(Your instructions): Count each line below that has the word "InputHandler" in it, and give only the total.

(Exercise data):
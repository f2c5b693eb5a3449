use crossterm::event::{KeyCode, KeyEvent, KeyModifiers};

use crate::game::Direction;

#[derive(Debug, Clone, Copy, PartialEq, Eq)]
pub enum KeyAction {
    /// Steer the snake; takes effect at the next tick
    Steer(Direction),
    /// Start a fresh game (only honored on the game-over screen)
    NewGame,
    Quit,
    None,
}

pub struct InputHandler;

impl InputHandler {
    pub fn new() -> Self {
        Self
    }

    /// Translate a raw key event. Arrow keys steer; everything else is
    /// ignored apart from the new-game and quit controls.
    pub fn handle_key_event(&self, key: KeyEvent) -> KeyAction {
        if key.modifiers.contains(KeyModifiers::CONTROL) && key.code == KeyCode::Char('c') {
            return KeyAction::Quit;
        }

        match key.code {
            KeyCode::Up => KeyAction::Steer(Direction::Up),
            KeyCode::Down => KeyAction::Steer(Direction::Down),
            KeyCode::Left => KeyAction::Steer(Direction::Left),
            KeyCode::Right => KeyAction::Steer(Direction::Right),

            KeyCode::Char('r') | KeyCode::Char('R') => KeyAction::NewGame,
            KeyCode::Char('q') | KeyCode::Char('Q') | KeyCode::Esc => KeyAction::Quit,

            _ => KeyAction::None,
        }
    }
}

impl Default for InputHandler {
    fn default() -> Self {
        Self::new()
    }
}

(Result): 3